Task:
Every line that holds the word "four" needs to be copied from the data below.

Provided data:
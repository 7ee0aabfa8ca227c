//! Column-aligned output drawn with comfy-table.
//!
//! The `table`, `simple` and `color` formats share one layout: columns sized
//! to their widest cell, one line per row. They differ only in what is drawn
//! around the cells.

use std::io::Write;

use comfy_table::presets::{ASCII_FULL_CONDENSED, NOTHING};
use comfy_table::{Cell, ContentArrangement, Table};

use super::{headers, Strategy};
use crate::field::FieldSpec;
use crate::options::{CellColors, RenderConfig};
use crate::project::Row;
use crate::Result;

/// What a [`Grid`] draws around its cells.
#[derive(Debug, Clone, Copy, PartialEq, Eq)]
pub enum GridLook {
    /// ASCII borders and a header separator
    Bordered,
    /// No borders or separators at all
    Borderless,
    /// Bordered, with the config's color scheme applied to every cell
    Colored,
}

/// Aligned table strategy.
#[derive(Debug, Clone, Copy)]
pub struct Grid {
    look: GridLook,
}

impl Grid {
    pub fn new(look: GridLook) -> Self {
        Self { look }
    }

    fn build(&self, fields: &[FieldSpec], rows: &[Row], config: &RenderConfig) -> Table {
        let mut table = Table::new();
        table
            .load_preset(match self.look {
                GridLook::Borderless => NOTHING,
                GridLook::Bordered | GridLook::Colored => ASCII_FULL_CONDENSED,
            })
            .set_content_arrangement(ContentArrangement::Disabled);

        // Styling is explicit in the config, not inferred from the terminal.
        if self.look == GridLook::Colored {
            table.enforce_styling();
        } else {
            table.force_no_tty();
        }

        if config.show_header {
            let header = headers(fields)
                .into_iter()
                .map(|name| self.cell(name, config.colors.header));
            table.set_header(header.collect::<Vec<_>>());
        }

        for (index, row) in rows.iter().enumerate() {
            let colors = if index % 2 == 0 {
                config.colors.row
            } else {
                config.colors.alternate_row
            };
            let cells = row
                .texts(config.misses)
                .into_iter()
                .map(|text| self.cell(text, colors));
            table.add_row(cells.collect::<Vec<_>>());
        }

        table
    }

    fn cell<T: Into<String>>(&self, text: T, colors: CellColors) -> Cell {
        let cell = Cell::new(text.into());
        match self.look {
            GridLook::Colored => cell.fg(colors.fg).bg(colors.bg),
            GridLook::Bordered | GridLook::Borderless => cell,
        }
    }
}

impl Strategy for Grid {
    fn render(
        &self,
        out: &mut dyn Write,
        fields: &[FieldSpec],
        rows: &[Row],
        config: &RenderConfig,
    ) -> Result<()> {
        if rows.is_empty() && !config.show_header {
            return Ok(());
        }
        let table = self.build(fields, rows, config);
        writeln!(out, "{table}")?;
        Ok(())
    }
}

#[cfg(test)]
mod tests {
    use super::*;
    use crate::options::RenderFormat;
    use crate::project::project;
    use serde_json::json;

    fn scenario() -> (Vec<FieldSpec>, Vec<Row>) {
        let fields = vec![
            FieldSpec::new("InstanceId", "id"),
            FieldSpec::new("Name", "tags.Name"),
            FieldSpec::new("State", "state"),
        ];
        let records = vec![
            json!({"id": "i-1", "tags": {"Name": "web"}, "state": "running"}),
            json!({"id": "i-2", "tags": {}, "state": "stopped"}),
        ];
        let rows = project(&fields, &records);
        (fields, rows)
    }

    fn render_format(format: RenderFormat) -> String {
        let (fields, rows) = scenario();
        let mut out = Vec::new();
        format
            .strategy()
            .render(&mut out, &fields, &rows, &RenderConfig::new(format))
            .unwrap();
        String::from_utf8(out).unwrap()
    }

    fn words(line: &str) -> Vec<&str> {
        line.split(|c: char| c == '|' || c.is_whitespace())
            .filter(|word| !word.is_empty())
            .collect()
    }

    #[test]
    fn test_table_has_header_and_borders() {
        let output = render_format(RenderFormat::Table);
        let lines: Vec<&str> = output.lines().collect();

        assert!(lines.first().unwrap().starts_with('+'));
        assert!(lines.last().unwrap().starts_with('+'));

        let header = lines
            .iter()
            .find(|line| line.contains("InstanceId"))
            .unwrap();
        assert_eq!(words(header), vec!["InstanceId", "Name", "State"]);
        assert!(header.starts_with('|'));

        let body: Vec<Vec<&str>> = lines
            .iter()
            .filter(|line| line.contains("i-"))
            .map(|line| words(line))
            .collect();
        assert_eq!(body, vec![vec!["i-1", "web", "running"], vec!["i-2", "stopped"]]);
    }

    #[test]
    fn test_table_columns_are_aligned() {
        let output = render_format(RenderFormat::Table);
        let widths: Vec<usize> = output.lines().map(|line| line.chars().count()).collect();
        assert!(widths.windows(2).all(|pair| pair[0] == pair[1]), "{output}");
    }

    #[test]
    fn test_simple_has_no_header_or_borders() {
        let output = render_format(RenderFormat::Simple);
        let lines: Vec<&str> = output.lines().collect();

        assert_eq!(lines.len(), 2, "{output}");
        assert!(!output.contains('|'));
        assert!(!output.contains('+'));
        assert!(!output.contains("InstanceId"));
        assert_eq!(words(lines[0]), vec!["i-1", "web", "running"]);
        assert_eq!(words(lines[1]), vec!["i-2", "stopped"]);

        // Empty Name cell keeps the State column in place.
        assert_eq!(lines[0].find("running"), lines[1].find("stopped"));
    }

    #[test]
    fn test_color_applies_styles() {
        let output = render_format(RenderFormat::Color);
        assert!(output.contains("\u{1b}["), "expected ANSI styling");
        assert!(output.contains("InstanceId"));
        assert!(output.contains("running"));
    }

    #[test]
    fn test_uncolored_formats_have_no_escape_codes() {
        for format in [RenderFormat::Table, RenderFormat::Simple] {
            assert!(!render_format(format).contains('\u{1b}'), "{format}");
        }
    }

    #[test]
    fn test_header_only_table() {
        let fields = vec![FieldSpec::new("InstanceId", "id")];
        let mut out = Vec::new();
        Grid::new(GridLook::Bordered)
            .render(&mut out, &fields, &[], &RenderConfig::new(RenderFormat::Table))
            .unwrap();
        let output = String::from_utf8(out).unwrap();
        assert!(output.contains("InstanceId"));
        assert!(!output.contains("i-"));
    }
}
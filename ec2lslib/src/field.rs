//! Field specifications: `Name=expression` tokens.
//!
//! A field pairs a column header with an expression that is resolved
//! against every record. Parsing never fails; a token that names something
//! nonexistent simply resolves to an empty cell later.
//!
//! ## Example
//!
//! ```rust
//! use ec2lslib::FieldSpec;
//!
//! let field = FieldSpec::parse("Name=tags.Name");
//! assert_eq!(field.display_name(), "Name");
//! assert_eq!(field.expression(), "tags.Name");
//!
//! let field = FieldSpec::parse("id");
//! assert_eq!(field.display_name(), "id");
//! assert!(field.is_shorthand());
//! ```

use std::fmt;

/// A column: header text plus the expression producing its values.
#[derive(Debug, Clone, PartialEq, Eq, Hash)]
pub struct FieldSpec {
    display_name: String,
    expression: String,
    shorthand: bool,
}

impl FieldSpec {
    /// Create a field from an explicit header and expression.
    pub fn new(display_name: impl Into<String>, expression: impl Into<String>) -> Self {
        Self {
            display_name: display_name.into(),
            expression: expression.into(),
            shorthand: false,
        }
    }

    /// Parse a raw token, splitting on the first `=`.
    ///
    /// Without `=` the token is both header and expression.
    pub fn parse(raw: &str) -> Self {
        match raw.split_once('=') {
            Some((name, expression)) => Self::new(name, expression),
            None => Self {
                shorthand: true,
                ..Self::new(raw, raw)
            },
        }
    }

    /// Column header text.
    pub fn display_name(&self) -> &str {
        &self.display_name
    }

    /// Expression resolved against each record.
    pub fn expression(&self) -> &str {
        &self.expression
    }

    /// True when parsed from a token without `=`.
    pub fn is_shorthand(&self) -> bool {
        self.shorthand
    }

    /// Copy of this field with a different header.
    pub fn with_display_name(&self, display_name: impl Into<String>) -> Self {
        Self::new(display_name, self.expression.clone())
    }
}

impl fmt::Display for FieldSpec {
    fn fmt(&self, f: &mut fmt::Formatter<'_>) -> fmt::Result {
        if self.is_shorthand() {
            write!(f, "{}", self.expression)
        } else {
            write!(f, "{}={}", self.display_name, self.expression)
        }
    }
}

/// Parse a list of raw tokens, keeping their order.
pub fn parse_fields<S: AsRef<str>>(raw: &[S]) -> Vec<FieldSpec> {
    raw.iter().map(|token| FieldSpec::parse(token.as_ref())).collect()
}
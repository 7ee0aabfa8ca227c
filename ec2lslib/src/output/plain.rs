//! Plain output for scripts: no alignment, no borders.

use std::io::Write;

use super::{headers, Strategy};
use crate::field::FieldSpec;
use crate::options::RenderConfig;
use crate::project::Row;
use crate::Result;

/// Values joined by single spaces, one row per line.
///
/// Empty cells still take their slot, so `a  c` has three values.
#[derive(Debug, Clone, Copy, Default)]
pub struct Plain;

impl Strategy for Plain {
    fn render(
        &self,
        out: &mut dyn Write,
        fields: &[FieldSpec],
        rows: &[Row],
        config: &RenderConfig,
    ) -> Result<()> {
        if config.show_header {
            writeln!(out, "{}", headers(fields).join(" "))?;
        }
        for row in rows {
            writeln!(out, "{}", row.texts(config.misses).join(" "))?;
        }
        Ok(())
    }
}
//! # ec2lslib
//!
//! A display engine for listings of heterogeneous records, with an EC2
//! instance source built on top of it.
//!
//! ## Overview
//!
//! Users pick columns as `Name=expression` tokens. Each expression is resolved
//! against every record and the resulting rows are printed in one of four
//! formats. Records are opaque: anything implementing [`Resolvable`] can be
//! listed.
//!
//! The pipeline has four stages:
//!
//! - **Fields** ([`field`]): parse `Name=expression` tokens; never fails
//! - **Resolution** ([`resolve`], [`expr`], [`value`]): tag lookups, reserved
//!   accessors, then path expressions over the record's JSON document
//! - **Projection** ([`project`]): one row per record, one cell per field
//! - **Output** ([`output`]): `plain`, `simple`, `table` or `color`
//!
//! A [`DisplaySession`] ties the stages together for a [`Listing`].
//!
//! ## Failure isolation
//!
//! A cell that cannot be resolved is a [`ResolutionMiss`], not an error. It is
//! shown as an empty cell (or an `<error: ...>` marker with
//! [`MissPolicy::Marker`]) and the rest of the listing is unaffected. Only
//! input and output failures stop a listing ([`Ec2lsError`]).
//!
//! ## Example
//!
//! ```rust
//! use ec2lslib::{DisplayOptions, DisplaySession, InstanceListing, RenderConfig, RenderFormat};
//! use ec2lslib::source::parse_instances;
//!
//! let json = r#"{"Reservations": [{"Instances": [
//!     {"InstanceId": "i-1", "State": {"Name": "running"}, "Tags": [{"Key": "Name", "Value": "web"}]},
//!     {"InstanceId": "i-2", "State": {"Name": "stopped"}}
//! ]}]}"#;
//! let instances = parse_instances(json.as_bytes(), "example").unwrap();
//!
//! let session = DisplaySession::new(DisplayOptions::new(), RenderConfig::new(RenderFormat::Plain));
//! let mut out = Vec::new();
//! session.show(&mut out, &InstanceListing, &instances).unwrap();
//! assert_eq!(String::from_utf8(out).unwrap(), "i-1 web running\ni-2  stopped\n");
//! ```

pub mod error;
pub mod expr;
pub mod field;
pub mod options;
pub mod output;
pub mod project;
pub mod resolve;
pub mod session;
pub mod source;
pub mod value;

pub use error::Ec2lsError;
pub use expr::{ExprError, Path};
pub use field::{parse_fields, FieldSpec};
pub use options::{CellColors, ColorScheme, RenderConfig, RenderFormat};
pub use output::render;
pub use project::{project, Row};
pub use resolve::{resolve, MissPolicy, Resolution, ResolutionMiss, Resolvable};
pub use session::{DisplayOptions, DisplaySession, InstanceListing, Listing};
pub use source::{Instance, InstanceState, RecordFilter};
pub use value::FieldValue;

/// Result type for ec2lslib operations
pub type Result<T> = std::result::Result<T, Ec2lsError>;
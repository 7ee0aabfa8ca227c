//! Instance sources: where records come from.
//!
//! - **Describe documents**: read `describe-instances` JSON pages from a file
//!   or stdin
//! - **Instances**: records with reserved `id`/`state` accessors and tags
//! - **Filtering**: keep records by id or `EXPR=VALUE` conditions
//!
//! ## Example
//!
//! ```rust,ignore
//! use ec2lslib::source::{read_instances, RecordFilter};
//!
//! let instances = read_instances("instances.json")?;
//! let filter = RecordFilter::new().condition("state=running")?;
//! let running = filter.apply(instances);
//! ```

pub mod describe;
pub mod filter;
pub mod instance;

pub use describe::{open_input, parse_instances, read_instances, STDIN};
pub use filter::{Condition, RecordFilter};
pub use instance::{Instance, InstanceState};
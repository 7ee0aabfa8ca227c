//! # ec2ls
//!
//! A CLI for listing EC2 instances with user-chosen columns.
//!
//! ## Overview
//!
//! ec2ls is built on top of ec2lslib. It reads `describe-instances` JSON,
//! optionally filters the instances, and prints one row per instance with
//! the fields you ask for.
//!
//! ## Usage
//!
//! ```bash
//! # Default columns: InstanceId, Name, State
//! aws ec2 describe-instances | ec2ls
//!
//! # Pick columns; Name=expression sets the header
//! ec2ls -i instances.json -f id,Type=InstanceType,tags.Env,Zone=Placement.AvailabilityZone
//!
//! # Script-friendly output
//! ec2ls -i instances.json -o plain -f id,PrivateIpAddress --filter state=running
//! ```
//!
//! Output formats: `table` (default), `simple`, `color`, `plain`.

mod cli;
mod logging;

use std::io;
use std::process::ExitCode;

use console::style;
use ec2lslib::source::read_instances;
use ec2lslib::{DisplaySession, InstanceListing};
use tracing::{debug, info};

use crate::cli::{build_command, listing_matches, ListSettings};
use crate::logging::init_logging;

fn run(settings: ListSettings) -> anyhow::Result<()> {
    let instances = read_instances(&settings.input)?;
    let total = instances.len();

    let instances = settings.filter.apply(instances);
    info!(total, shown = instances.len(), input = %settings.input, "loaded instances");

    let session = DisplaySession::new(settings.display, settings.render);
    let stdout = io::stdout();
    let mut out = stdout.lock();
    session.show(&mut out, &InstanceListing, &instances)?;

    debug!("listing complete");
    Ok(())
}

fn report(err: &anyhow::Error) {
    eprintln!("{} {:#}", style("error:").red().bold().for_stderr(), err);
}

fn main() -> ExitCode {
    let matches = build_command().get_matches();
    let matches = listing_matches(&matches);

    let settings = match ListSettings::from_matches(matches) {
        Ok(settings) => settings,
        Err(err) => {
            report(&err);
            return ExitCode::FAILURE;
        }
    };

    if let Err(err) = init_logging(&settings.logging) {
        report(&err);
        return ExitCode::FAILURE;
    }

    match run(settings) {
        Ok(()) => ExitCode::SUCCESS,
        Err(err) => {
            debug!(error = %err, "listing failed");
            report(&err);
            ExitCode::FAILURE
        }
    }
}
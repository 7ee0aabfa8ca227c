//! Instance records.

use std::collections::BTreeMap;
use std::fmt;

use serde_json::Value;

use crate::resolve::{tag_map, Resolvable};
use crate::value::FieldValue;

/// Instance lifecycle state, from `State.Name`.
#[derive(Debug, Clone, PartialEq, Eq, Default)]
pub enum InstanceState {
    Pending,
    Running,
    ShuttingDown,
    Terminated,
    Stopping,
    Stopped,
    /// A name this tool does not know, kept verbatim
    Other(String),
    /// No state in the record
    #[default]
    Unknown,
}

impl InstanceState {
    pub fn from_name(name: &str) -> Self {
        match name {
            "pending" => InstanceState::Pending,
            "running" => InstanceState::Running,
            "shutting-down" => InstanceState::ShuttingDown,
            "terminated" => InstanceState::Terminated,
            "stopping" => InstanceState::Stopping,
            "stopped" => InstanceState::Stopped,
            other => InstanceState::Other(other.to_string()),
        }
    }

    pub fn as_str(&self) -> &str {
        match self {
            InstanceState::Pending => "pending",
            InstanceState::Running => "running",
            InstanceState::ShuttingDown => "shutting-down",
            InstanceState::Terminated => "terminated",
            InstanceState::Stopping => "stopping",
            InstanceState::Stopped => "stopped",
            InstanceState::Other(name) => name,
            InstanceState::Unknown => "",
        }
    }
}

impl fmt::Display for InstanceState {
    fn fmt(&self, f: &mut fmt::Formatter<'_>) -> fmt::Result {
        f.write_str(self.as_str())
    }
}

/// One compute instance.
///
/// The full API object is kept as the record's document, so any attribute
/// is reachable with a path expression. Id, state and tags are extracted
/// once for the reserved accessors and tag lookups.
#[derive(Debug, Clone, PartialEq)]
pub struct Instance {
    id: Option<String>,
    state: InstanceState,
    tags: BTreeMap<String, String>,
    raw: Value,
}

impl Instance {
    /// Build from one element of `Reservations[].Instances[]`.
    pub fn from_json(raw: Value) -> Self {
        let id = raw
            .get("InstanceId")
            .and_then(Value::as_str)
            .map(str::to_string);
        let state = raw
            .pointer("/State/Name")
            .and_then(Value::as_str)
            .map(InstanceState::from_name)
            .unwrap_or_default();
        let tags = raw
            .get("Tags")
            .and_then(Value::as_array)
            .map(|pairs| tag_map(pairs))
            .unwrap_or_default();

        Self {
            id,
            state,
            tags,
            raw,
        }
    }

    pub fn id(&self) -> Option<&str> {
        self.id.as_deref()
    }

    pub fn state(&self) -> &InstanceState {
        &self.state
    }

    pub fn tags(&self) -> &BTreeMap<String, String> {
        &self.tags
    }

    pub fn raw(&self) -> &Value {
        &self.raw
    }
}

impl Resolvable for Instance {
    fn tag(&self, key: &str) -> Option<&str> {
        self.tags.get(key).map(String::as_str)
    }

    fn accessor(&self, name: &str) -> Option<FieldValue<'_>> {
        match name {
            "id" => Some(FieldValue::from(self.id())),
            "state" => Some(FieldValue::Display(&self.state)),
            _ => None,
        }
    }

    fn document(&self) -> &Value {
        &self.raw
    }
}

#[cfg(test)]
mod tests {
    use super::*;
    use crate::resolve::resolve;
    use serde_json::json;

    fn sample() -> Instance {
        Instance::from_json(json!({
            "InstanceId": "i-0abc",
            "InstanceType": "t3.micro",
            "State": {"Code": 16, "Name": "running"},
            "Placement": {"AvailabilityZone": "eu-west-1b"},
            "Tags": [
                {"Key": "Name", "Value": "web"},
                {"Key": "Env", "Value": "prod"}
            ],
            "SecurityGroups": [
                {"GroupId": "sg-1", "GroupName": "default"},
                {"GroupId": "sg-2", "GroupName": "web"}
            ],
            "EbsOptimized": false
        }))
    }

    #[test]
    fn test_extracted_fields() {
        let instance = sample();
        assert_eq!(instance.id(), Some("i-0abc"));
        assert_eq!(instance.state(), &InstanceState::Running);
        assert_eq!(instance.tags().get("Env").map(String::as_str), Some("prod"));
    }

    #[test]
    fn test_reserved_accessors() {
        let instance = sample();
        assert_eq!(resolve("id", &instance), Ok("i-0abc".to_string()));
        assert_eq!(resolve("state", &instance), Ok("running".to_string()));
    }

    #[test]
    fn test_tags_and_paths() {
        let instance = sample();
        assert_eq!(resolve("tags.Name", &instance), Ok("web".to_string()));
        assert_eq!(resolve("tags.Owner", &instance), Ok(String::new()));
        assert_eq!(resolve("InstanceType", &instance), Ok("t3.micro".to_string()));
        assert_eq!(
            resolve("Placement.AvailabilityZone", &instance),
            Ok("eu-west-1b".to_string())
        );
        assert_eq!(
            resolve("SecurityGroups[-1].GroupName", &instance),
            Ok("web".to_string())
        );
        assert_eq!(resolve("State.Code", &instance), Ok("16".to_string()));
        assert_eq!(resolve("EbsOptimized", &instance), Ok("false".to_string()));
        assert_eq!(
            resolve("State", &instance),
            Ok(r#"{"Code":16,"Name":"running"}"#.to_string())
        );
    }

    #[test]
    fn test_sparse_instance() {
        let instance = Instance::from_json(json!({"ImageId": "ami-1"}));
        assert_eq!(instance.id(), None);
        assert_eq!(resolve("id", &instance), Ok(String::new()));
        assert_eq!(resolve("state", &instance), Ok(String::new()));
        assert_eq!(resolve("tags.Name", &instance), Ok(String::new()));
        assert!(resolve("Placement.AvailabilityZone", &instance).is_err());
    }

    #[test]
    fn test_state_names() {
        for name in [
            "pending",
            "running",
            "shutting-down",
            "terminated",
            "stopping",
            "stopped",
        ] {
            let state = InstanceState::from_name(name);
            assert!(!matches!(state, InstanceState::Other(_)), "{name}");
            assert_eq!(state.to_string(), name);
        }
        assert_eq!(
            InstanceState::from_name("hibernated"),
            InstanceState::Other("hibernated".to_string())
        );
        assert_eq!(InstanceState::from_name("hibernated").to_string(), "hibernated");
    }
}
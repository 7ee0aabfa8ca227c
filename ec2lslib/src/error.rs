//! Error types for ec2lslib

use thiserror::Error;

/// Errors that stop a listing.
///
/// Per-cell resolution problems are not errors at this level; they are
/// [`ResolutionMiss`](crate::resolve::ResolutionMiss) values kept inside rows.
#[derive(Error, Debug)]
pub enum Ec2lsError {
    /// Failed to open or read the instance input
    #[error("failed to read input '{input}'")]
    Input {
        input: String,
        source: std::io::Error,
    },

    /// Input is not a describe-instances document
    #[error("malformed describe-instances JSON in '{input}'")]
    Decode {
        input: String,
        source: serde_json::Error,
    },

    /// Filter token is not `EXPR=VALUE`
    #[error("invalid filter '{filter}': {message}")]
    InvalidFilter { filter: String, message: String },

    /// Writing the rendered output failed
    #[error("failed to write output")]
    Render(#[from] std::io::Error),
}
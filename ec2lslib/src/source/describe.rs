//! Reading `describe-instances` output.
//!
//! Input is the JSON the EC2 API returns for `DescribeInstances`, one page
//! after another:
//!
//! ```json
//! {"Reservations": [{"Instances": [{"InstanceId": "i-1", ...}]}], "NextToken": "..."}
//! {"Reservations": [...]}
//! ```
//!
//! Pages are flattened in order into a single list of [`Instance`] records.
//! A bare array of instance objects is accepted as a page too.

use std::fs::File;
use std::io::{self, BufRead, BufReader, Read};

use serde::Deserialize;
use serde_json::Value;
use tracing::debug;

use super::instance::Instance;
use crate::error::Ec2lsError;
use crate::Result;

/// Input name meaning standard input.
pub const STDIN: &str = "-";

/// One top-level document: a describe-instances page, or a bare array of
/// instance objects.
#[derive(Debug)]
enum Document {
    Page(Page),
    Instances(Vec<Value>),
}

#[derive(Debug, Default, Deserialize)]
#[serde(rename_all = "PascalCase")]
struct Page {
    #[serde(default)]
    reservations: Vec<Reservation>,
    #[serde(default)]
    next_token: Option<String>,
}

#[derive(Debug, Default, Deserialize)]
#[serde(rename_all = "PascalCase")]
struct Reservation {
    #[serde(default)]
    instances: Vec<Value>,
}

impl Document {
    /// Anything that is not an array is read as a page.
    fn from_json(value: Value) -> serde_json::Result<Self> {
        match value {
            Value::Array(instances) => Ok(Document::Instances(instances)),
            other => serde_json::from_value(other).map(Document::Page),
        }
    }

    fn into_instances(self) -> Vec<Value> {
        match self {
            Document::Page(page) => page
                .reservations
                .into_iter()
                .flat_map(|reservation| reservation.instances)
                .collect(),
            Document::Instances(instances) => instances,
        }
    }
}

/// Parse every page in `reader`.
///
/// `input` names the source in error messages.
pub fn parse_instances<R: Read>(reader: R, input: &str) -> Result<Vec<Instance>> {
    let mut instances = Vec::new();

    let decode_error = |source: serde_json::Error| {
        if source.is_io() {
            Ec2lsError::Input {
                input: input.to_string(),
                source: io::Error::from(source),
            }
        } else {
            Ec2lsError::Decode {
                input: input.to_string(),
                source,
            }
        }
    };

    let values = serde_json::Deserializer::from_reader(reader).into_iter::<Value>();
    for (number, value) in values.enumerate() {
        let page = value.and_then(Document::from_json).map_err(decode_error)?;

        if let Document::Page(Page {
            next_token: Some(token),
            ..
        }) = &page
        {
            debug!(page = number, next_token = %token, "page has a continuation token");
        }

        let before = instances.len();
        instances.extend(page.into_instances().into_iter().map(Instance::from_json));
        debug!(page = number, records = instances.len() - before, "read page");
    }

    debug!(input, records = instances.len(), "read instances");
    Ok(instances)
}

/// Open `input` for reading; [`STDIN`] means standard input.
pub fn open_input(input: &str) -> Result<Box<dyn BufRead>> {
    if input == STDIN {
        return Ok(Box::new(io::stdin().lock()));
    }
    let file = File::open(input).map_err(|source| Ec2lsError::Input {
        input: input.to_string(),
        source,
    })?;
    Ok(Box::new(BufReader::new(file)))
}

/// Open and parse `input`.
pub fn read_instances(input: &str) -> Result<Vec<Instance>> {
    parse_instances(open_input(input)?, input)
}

Task response:
//! against every record and the resulting rows are printed in one of four
//! The pipeline has four stages:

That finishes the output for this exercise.